Durante el largo proceso en el que intentaba darle forma al libro, el escritor tuvo presente el trabajo de John Berger “que había combinado palabras y fotos de manera más interesante que cualquier otro escritor”, dice O'Grady, que no oculta su admiración. Berger, uno de los más polifacéticos e influyentes pensadores británicos de las últimas décadas, había abordado el tema de los expatriados, la memoria y la clase trabajadora en El séptimo hombre, un referente sobre la materia que recientemente ha reeditado en España Capitán Swing. Su filosofía coincide con la de O' Grady: “Los emigrantes no emigran en calidad de hombres, sino en calidad de maquinistas, barrenderos, poceros […]. Para convertirse de nuevo en hombre (esposo, padre, ciudadano, patriota), el emigrante debe regresar a su lugar de origen. Al lugar del que se marchó porque en él no tenía futuro”. Berger habla sobre la inmortalidad del obrero emigrante: son siempre intercambiables, su única valía es su fuerza de trabajo.

Experto ya en la materia que lleva estudiando durante años, O'Grady explica que los movimientos migratorios descasan sobre capas de nostalgia y recuerdos, tanto por parte de quienes abandonan el hogar como los que se quedan. Cuando alguien se va, el ecosistema familiar se desmorona: se pierden los rituales, las cosas que dan sentido a un modo de vida. “Es una historia universal”, incide el autor, recordando de paso a los refugiados sirios, iraquíes o africanos. De esta manera, en Sabía leer el cielo hay espacio para la memoria la gente –“Martin pasará el último día en Irlanda matando todo lo que le rodea con la escopeta de papá”-; pero también para la huella que queda en los paisajes –“Los muros ennegrecidos en los que los soldados quemaron la casa de los O'Rourke. El campo de Dunleavy, al que llevaron al mendigo para fusilarlo”, escribe-.

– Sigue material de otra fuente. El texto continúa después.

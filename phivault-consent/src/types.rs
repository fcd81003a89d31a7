//! Consent ledger types.

use phivault_types::{EntityKind, RecordId};
use serde::{Deserialize, Serialize};
use std::collections::BTreeSet;
use std::fmt;
use uuid::Uuid;

/// Lifecycle moment at which a consent is presented.
#[derive(Debug, Clone, Copy, PartialEq, Eq, PartialOrd, Ord, Hash, Serialize, Deserialize)]
#[serde(rename_all = "snake_case")]
pub enum TriggerPoint {
    Registration,
    Booking,
    Checkin,
    PortalLogin,
}

impl TriggerPoint {
    pub fn as_str(&self) -> &'static str {
        match self {
            Self::Registration => "registration",
            Self::Booking => "booking",
            Self::Checkin => "checkin",
            Self::PortalLogin => "portal_login",
        }
    }
}

impl fmt::Display for TriggerPoint {
    fn fmt(&self, f: &mut fmt::Formatter<'_>) -> fmt::Result {
        f.write_str(self.as_str())
    }
}

#[derive(Debug, Clone, Copy, PartialEq, Eq, Hash, Serialize, Deserialize)]
#[serde(rename_all = "SCREAMING_SNAKE_CASE")]
pub enum VersionStatus {
    Active,
    Archived,
}

impl VersionStatus {
    pub fn as_str(&self) -> &'static str {
        match self {
            Self::Active => "ACTIVE",
            Self::Archived => "ARCHIVED",
        }
    }

    pub fn parse(raw: &str) -> Option<Self> {
        match raw {
            "ACTIVE" => Some(Self::Active),
            "ARCHIVED" => Some(Self::Archived),
            _ => None,
        }
    }
}

/// A consent document that entities of one kind may be asked to accept.
#[derive(Debug, Clone, PartialEq, Eq, Serialize, Deserialize)]
pub struct ConsentDefinition {
    pub id: Uuid,
    /// Stable machine name, unique per database (e.g. `hipaa_release`).
    pub key: String,
    pub entity_kind: EntityKind,
    pub is_required: bool,
    pub trigger_points: BTreeSet<TriggerPoint>,
    pub created_at: i64,
    /// Set while the definition is soft-deleted.
    pub archived_at: Option<i64>,
}

impl ConsentDefinition {
    pub fn is_archived(&self) -> bool {
        self.archived_at.is_some()
    }

    pub fn presented_at(&self, trigger: TriggerPoint) -> bool {
        self.trigger_points.contains(&trigger)
    }
}

/// One published text of a definition.
#[derive(Debug, Clone, PartialEq, Eq, Serialize, Deserialize)]
pub struct ConsentVersion {
    pub id: Uuid,
    pub definition_id: Uuid,
    /// Starts at 1 and increases by one per publication.
    pub version: i32,
    pub body: String,
    pub status: VersionStatus,
    pub published_at: i64,
    pub archived_at: Option<i64>,
}

impl ConsentVersion {
    pub fn is_active(&self) -> bool {
        self.status == VersionStatus::Active
    }
}

/// The patient or practitioner a consent applies to.
#[derive(Debug, Clone, Copy, PartialEq, Eq, Hash, Serialize, Deserialize)]
pub struct ConsentSubject {
    pub kind: EntityKind,
    pub id: RecordId,
}

impl ConsentSubject {
    pub fn new(kind: EntityKind, id: RecordId) -> Self {
        Self { kind, id }
    }

    pub fn patient(id: RecordId) -> Self {
        Self::new(EntityKind::Patient, id)
    }

    pub fn practitioner(id: RecordId) -> Self {
        Self::new(EntityKind::Practitioner, id)
    }
}

impl fmt::Display for ConsentSubject {
    fn fmt(&self, f: &mut fmt::Formatter<'_>) -> fmt::Result {
        write!(f, "{}:{}", self.kind.as_str(), self.id)
    }
}

#[derive(Debug, Clone, PartialEq, Eq, Serialize, Deserialize)]
pub struct EntityConsentAcceptance {
    pub id: Uuid,
    pub subject: ConsentSubject,
    pub consent_version_id: Uuid,
    pub accepted_at: i64,
}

Y entre toda esa mar de recuerdos, está la difícil tarea de adaptarse a nuevo mundo. Los emigrantes que llegaban a Inglaterra desde el país vecino se encontraron con un rechazo feroz: no sólo venían del campo, también eran irlandeses. La historia de conflictos entre ambos pueblos todavía pesaba demasiado. “Al menos, los irlandeses eran blancos; muchas veces los ingleses trataban peor los caribeños, asiáticos o los negros”, puntualiza O'Grady, “pero cuando en los setenta empezaron los atentados del IRA en Reino Unido, entonces también comenzó el odio hacia los irlandeses, que descendieron en la jerarquía de deprecio”. En ese contexto, según el relato del autor, los hombres sufrieron más que las mujeres: “Ellas se integraron mejor, eran más independientes y flexibles y no tenían un acceso tan fácil al alcohol. Vi muchos hombres que todo lo que hacían era trabajar y beber”, añade.

El repulsa hacia los irlandeses, recuerda el escritor, llegó a ser tan fuerte que en las casas que alquilaban habitaciones y hacían la comida para las decenas de obreros que llegaban a la capital británica, solían colocar señales en las que se advertía: “No irlandeses, no negros, no perros”. Quizás por la memoria colectiva que todavía no ha olvidado todo ese desprecio, O'Grady tiene la sensación de que a día de hoy “Irlanda es menos racista que Gran Bretaña”.